■ What the task asks ■
From the line containing "filename src/component/error.rs" down to the line containing "pub use error::ComponentError;" in the records below, reproduce every line exactly, ends included, and omit all others.
*** Opening Data to use ***
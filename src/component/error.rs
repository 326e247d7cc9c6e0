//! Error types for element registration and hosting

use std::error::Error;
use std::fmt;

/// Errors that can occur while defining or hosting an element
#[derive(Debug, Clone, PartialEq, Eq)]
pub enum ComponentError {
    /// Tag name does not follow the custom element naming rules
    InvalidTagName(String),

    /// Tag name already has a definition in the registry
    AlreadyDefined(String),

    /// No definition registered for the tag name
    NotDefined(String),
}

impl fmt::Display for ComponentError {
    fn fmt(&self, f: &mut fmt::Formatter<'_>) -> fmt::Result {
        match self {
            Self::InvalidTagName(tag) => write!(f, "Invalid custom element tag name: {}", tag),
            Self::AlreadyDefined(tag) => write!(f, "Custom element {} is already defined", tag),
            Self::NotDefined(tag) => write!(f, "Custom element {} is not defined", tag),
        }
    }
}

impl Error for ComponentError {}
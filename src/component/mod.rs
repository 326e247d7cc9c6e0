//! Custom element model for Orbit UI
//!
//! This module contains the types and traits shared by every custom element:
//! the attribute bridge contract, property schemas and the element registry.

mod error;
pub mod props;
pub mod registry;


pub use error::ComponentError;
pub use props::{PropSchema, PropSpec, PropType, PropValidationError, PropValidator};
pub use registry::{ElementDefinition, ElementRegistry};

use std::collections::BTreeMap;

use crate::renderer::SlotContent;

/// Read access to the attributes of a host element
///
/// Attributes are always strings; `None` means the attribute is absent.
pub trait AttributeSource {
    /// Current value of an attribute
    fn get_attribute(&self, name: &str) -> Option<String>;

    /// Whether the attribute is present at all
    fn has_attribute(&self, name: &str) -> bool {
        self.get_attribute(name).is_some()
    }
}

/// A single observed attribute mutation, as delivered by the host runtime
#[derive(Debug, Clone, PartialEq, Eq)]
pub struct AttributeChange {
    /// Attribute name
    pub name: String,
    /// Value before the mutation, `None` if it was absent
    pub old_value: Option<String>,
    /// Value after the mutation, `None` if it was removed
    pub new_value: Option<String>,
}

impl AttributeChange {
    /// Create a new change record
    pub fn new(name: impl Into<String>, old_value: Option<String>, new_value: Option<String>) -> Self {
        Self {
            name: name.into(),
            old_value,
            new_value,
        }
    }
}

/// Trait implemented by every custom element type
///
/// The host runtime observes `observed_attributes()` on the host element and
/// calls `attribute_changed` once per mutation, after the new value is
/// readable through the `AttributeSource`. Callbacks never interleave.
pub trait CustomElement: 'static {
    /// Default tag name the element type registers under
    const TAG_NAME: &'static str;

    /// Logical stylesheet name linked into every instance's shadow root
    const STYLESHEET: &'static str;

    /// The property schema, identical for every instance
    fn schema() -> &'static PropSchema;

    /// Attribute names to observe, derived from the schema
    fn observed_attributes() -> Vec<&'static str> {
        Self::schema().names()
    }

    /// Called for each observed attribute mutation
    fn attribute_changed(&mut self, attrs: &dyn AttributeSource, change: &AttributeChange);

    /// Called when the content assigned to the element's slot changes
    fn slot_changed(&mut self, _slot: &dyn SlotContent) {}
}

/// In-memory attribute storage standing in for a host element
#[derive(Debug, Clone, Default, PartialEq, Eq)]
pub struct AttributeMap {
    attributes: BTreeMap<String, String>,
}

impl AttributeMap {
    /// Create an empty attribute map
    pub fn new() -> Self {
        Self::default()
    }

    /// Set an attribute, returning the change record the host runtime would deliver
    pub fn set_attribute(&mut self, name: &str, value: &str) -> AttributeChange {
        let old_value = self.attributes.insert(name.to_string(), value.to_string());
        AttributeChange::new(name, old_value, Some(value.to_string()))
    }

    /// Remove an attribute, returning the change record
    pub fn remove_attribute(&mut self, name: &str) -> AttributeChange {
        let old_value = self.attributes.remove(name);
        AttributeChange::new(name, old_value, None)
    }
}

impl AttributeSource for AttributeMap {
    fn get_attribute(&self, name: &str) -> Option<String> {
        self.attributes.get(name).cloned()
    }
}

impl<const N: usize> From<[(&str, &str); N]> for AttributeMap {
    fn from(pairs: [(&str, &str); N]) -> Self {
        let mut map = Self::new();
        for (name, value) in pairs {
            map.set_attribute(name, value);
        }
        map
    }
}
*** Closing Data to use ***
*** Opening Data to use ***
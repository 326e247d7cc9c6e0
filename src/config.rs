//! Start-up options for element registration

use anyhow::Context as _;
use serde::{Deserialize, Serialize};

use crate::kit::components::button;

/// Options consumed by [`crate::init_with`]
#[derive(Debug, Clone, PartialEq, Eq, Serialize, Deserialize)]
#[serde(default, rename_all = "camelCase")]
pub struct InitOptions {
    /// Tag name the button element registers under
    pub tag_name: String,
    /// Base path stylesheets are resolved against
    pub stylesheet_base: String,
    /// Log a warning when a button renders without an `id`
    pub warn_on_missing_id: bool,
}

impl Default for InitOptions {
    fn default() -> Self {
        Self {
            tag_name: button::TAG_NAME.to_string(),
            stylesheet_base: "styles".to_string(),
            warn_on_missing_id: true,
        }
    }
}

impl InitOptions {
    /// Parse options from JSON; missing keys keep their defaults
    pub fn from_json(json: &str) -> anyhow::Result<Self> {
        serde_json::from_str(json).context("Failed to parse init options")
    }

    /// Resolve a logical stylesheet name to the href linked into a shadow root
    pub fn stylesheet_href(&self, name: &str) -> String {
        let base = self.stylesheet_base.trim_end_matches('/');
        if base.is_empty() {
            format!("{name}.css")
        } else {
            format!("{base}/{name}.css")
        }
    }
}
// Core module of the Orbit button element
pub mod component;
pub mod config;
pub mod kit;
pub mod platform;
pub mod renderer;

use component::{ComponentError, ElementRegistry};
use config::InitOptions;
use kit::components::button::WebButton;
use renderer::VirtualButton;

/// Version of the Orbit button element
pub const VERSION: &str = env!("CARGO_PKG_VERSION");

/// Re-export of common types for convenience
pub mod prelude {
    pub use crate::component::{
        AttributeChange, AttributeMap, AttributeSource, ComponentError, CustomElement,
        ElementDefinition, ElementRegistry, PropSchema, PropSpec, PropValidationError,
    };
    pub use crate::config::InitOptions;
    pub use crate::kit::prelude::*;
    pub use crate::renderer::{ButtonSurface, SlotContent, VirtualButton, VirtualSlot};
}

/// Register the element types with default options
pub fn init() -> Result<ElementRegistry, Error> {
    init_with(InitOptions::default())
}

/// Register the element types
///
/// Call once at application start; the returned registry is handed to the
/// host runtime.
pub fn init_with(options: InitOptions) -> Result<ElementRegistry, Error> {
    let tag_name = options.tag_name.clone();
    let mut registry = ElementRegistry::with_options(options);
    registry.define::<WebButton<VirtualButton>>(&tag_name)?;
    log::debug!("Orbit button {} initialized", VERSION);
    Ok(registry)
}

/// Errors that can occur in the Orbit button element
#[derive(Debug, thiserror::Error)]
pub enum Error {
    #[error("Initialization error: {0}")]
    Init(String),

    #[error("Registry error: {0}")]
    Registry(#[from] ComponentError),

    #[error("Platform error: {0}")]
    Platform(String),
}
*** Closing Data to use ***
■ Output of the task ■
filename src/component/error.rs
repository 326e247d7cc9c6e0
//! Error types for element registration and hosting

use std::error::Error;
use std::fmt;

/// Errors that can occur while defining or hosting an element
#[derive(Debug, Clone, PartialEq, Eq)]
pub enum ComponentError {
    /// Tag name does not follow the custom element naming rules
    InvalidTagName(String),

    /// Tag name already has a definition in the registry
    AlreadyDefined(String),

    /// No definition registered for the tag name
    NotDefined(String),
}

impl fmt::Display for ComponentError {
    fn fmt(&self, f: &mut fmt::Formatter<'_>) -> fmt::Result {
        match self {
            Self::InvalidTagName(tag) => write!(f, "Invalid custom element tag name: {}", tag),
            Self::AlreadyDefined(tag) => write!(f, "Custom element {} is already defined", tag),
            Self::NotDefined(tag) => write!(f, "Custom element {} is not defined", tag),
        }
    }
}

impl Error for ComponentError {}
filename src/component/mod.rs
repository 326e247d7cc9c6e0
//! Custom element model for Orbit UI
//!
//! This module contains the types and traits shared by every custom element:
//! the attribute bridge contract, property schemas and the element registry.

mod error;
pub mod props;
pub mod registry;


pub use error::ComponentError;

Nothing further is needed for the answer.